When the U.S. Food and Drug Administration (F.D.A.) approved a new type of cholesterol-lowering medicine in 2002, it did so on the basis of a handful of clinical trials covering a total of 3,900 patients. None of the patients took the medicine for more than 12 weeks, and the trials offered no evidence that it had reduced heart attacks or cardiovascular disease, the goal of any cholesterol drug.

The lack of evidence has not stopped doctors from heavily prescribing that drug, whether in a stand-alone form sold as Zetia or as a combination medicine called Vytorin. Aided by extensive consumer advertising, sales of the medicines reached $5.2 billion last year, making them among the best-selling drugs in the world. More than three million people worldwide take either drug every day.

Yet there is still no proof that the drugs help patients live longer or avoid heart attacks. This year Vytorin has failed two clinical trials meant to show its benefits.
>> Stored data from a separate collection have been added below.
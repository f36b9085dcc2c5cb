//! Event consumer
//!
//! Like events are reconciled one at a time with manual acknowledgement.
//! View events are acknowledged on receipt and counted in a [`ViewBuffer`]
//! that is flushed on a size threshold or a timer, whichever fires first.

use std::sync::atomic::{AtomicU64, Ordering};
use std::sync::Arc;
use std::time::Duration;
use tokio::sync::broadcast;
use tokio::task::JoinHandle;
use tracing::{debug, error, info, warn};

use super::broker::{Broker, BrokerError, Delivery, Topic};
use super::buffer::{flush_views, FlushReport, ViewBuffer};
use crate::db::ForumStore;
use crate::engine::reconcile_like;
use crate::types::{LikeChangedEvent, ViewEvent};

/// Pause after a broker error before polling again
const RECEIVE_BACKOFF: Duration = Duration::from_secs(1);

#[derive(Debug, Clone)]
pub struct ConsumerConfig {
  /// Deliveries of a like event before it is dead-lettered
  pub max_deliveries: u32,
  pub flush_interval: Duration,
}

impl Default for ConsumerConfig {
  fn default() -> Self {
    Self {
      max_deliveries: 3,
      flush_interval: Duration::from_secs(5),
    }
  }
}

/// What happened to one like delivery
#[derive(Debug, Clone, Copy, PartialEq, Eq)]
pub enum LikeOutcome {
  Acked,
  Requeued,
  DeadLettered,
}

#[derive(Debug, Clone, Default)]
pub struct ConsumerStats {
  pub likes_applied: u64,
  pub likes_skipped: u64,
  pub likes_requeued: u64,
  pub likes_dead_lettered: u64,
  pub views_received: u64,
  pub views_flushed: u64,
}

#[derive(Default)]
struct Counters {
  likes_applied: AtomicU64,
  likes_skipped: AtomicU64,
  likes_requeued: AtomicU64,
  likes_dead_lettered: AtomicU64,
  views_received: AtomicU64,
  views_flushed: AtomicU64,
}

pub struct EventConsumer {
  broker: Arc<dyn Broker>,
  store: Arc<dyn ForumStore>,
  buffer: Arc<ViewBuffer>,
  config: ConsumerConfig,
  counters: Counters,
}

impl EventConsumer {
  pub fn new(
    broker: Arc<dyn Broker>,
    store: Arc<dyn ForumStore>,
    buffer: Arc<ViewBuffer>,
    config: ConsumerConfig,
  ) -> Self {
    Self {
      broker,
      store,
      buffer,
      config,
      counters: Counters::default(),
    }
  }

  pub fn buffer(&self) -> &Arc<ViewBuffer> {
    &self.buffer
  }

  pub fn stats(&self) -> ConsumerStats {
    let c = &self.counters;
    ConsumerStats {
      likes_applied: c.likes_applied.load(Ordering::Relaxed),
      likes_skipped: c.likes_skipped.load(Ordering::Relaxed),
      likes_requeued: c.likes_requeued.load(Ordering::Relaxed),
      likes_dead_lettered: c.likes_dead_lettered.load(Ordering::Relaxed),
      views_received: c.views_received.load(Ordering::Relaxed),
      views_flushed: c.views_flushed.load(Ordering::Relaxed),
    }
  }

  /// Reconcile one like event and settle its delivery.
  pub async fn handle_like(&self, delivery: &Delivery) -> Result<LikeOutcome, BrokerError> {
    let event = match LikeChangedEvent::decode(&delivery.payload) {
      Ok(event) => event,
      Err(e) => {
        warn!(id = %delivery.id, error = %e, "Dead-lettering undecodable like event");
        self.broker.nack(delivery, false).await?;
        self.counters.likes_dead_lettered.fetch_add(1, Ordering::Relaxed);
        return Ok(LikeOutcome::DeadLettered);
      }
    };

    match reconcile_like(self.store.as_ref(), &event).await {
      Ok(changed) => {
        self.broker.ack(delivery).await?;
        let counter = if changed {
          &self.counters.likes_applied
        } else {
          &self.counters.likes_skipped
        };
        counter.fetch_add(1, Ordering::Relaxed);
        debug!(
          user_id = event.user_id,
          target_id = event.target_id,
          target_type = %event.target_type,
          liked = event.liked,
          changed,
          "Like event reconciled"
        );
        Ok(LikeOutcome::Acked)
      }
      Err(e) if delivery.attempt < self.config.max_deliveries => {
        warn!(
          target_id = event.target_id,
          target_type = %event.target_type,
          attempt = delivery.attempt,
          error = %e,
          "Like reconciliation failed, requeueing"
        );
        self.broker.nack(delivery, true).await?;
        self.counters.likes_requeued.fetch_add(1, Ordering::Relaxed);
        Ok(LikeOutcome::Requeued)
      }
      Err(e) => {
        error!(
          target_id = event.target_id,
          target_type = %event.target_type,
          attempt = delivery.attempt,
          error = %e,
          "Like reconciliation failed, dead-lettering"
        );
        self.broker.nack(delivery, false).await?;
        self.counters.likes_dead_lettered.fetch_add(1, Ordering::Relaxed);
        Ok(LikeOutcome::DeadLettered)
      }
    }
  }

  /// Acknowledge a view event and buffer it. Flushes when the buffer fills.
  pub async fn handle_view(&self, delivery: &Delivery) -> Result<Option<FlushReport>, BrokerError> {
    self.broker.ack(delivery).await?;
    let event = match ViewEvent::decode(&delivery.payload) {
      Ok(event) => event,
      Err(e) => {
        warn!(id = %delivery.id, error = %e, "Dropping undecodable view event");
        return Ok(None);
      }
    };
    self.counters.views_received.fetch_add(1, Ordering::Relaxed);

    match self.buffer.push(event) {
      Some(batch) => Ok(Some(self.flush_batch(batch).await)),
      None => Ok(None),
    }
  }

  /// Flush whatever is buffered.
  pub async fn flush_views(&self) -> FlushReport {
    let batch = self.buffer.drain();
    self.flush_batch(batch).await
  }

  async fn flush_batch(&self, batch: Vec<ViewEvent>) -> FlushReport {
    let report = flush_views(&self.store, batch).await;
    self
      .counters
      .views_flushed
      .fetch_add(report.views, Ordering::Relaxed);
    report
  }

  /// Start the like loop, the view loop and the flush ticker. All three stop
  /// on the shutdown signal; the caller flushes the buffer once they joined.
  pub fn spawn(self: &Arc<Self>, shutdown: &broadcast::Sender<()>) -> Vec<JoinHandle<()>> {
    let likes = {
      let consumer = self.clone();
      let mut stop = shutdown.subscribe();
      tokio::spawn(async move {
        loop {
          tokio::select! {
            received = consumer.broker.receive(Topic::Like) => {
              let Some(delivery) = consumer.received(Topic::Like, received).await else {
                continue;
              };
              if let Err(e) = consumer.handle_like(&delivery).await {
                error!(id = %delivery.id, error = %e, "Failed to settle like delivery");
              }
            }
            _ = stop.recv() => break,
          }
        }
        debug!("Like consumer stopped");
      })
    };

    let views = {
      let consumer = self.clone();
      let mut stop = shutdown.subscribe();
      tokio::spawn(async move {
        loop {
          tokio::select! {
            received = consumer.broker.receive(Topic::View) => {
              let Some(delivery) = consumer.received(Topic::View, received).await else {
                continue;
              };
              if let Err(e) = consumer.handle_view(&delivery).await {
                error!(id = %delivery.id, error = %e, "Failed to settle view delivery");
              }
            }
            _ = stop.recv() => break,
          }
        }
        debug!("View consumer stopped");
      })
    };

    let ticker = {
      let consumer = self.clone();
      let mut stop = shutdown.subscribe();
      let period = consumer.config.flush_interval;
      tokio::spawn(async move {
        let mut interval = tokio::time::interval_at(tokio::time::Instant::now() + period, period);
        loop {
          tokio::select! {
            _ = interval.tick() => {
              if !consumer.buffer.is_empty() {
                consumer.flush_views().await;
              }
            }
            _ = stop.recv() => break,
          }
        }
        debug!("View flush ticker stopped");
      })
    };

    info!(
      max_deliveries = self.config.max_deliveries,
      flush_interval_ms = self.config.flush_interval.as_millis() as u64,
      batch_size = self.buffer.threshold(),
      "Event consumer started"
    );
    vec![likes, views, ticker]
  }

  async fn received(
    &self,
    topic: Topic,
    received: Result<Option<Delivery>, BrokerError>,
  ) -> Option<Delivery> {
    match received {
      Ok(delivery) => delivery,
      Err(e) => {
        error!(topic = %topic, error = %e, "Broker receive failed");
        tokio::time::sleep(RECEIVE_BACKOFF).await;
        None
      }
    }
  }
}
Worse, scientists are debating whether there is a link between the drugs and cancer. 

Researchers reported last month that patients in three clinical trials had a 40 percent higher chance of dying from cancer if they took Vytorin instead of a sugar pill or another medicine, although the leader of that study says the finding might be due to chance.

Now some prominent cardiologists say that the evidence has swung so decisively against the drugs that they should not be sold. “The only place people should be taking it is in a clinical trial,” Dr. Allen J. Taylor of the Walter Reed Army Medical Center said of Zetia. (Vytorin is a single pill that combines Zetia with a statin, an older form of cholesterol-lowering medicine whose effectiveness and safety are not in question.)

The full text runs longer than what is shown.